What you need to do: All lines from the one containing "# Data Flow" down to the one containing "pub mod metrics;", both ends included, are to be given again exactly; omit the rest of the listing below.

Supplied information:
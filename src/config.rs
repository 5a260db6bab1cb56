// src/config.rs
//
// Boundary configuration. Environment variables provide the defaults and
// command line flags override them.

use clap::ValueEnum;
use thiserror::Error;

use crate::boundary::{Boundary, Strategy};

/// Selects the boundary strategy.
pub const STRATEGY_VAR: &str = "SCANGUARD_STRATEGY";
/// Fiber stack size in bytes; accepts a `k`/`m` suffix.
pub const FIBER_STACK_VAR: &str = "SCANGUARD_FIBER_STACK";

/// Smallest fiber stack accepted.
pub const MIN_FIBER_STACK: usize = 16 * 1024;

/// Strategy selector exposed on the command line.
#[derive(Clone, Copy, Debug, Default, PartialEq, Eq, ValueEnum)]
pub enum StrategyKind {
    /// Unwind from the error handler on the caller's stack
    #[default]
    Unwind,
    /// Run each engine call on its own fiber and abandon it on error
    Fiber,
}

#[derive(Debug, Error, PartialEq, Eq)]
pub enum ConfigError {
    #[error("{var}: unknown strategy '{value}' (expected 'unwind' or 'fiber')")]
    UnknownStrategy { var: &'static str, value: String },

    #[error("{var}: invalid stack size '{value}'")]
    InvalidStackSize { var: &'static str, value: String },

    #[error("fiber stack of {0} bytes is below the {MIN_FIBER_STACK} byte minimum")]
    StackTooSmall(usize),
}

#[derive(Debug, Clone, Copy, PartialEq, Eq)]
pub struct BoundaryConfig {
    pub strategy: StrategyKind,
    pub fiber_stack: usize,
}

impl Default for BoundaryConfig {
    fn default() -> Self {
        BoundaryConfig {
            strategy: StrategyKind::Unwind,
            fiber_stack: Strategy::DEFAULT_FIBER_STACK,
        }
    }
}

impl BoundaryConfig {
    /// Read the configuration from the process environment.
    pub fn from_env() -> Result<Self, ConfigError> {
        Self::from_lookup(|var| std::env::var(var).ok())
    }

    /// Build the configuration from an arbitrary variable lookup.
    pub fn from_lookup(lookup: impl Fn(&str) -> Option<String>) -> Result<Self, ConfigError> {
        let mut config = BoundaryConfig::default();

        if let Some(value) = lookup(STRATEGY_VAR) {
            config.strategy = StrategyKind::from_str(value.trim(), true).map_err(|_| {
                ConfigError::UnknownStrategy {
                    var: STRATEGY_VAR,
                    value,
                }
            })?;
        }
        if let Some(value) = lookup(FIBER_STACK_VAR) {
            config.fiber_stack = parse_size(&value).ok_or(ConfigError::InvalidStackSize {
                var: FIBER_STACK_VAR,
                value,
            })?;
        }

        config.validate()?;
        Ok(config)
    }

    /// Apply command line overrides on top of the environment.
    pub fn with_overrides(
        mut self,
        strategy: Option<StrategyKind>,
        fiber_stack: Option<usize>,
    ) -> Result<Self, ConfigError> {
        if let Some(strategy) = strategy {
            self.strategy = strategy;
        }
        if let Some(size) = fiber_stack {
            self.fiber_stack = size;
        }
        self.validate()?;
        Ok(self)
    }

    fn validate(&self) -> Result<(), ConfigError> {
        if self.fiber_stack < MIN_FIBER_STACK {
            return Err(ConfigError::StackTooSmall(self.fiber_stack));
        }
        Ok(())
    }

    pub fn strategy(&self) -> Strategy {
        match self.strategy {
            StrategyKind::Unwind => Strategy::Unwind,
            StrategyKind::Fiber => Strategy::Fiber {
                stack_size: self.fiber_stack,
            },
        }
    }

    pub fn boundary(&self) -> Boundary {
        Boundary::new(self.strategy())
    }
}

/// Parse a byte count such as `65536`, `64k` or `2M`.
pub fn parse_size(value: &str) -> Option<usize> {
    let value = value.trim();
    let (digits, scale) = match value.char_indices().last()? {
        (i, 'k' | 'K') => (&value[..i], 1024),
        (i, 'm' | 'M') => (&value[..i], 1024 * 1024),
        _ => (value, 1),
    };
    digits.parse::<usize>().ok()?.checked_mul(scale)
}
* * *
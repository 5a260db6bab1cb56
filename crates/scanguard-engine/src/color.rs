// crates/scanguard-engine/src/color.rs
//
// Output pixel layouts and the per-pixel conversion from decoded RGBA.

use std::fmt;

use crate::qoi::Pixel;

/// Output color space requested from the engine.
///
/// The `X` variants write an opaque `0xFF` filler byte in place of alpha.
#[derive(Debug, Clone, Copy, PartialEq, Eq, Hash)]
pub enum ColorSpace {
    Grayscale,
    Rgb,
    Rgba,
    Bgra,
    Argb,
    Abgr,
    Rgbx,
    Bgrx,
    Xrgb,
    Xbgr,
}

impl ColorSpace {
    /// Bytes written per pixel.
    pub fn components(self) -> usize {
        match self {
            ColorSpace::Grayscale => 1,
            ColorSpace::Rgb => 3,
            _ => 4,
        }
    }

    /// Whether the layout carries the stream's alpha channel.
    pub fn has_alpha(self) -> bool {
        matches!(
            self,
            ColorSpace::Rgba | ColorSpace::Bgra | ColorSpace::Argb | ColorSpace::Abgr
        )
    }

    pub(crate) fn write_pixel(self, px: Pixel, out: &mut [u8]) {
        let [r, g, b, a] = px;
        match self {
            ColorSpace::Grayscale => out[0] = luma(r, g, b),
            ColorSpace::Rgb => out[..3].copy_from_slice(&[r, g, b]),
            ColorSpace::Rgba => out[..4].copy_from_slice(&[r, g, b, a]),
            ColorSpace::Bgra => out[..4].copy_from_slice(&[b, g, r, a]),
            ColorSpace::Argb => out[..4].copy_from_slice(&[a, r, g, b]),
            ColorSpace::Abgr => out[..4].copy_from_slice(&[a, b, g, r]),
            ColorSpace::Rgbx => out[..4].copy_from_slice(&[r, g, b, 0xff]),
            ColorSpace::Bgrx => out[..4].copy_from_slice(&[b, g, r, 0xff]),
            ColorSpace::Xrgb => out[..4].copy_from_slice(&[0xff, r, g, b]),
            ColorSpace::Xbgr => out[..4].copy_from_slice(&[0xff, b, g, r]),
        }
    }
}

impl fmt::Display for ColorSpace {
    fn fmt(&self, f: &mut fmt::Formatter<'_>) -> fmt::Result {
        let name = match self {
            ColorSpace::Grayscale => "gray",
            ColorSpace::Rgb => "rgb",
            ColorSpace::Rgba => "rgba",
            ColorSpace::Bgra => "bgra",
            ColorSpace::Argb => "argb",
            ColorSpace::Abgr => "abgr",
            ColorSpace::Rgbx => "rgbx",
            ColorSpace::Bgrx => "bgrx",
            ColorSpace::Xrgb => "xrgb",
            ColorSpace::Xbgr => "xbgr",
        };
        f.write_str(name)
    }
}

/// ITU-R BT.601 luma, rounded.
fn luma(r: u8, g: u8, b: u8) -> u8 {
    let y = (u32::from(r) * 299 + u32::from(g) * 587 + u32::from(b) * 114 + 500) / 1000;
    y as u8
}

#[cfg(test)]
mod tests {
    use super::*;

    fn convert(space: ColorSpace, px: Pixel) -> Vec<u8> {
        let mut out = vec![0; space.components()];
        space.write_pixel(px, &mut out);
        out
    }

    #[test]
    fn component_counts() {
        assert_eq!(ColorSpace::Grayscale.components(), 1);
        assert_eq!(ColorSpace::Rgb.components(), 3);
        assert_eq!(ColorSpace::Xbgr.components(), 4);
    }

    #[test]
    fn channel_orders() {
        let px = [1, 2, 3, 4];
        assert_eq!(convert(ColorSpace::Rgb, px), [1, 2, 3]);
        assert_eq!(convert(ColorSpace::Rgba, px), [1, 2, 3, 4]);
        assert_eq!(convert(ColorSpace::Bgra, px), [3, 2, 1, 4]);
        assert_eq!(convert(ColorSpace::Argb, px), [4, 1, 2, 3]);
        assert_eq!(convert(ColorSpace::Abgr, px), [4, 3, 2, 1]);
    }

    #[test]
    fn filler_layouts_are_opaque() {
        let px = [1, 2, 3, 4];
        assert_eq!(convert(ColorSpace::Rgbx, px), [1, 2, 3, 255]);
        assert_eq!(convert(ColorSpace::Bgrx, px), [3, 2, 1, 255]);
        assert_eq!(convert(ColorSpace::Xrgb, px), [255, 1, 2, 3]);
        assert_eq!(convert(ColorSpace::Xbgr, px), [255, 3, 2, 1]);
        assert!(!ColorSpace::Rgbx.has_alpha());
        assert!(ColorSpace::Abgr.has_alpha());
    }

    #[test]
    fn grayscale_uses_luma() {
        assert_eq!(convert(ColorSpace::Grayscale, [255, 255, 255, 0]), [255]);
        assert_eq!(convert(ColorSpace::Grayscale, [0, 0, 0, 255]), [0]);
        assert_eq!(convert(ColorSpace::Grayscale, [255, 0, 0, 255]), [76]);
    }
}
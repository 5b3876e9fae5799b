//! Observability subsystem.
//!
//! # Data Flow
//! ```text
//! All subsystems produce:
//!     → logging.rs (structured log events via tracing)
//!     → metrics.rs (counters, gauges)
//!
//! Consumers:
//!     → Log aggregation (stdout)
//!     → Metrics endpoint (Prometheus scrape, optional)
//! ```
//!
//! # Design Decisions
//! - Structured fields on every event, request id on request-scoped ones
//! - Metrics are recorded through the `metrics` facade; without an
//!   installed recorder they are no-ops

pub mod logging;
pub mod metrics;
---
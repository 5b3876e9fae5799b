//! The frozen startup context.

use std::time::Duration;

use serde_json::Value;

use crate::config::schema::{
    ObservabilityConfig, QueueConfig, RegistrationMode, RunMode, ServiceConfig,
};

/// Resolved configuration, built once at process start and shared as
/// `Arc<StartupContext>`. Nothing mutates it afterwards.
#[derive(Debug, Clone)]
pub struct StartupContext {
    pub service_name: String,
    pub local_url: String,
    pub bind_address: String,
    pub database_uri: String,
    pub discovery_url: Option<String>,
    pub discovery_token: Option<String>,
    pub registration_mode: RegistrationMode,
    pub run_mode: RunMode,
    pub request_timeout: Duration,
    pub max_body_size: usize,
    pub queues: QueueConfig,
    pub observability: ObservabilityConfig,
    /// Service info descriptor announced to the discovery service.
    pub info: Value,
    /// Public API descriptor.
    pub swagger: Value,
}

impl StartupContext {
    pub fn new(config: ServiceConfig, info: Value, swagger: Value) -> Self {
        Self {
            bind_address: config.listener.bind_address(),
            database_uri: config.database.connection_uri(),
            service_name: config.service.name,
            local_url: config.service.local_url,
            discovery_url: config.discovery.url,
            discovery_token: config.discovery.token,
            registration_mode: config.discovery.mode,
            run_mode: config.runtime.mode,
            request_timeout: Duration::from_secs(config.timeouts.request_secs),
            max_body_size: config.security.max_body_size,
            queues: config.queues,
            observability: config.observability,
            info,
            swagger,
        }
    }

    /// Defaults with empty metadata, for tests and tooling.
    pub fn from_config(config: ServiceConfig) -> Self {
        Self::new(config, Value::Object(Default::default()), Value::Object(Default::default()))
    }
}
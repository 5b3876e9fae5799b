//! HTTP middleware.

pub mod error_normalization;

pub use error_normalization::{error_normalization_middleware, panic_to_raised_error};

Output of the exercise:
//! # Data Flow
//! ```text
//! All subsystems produce:
//!     → logging.rs (structured log events via tracing)
//!     → metrics.rs (counters, gauges)
//!
//! Consumers:
//!     → Log aggregation (stdout)
//!     → Metrics endpoint (Prometheus scrape, optional)
//! ```
//!
//! # Design Decisions
//! - Structured fields on every event, request id on request-scoped ones
//! - Metrics are recorded through the `metrics` facade; without an
//!   installed recorder they are no-ops

pub mod logging;
pub mod metrics;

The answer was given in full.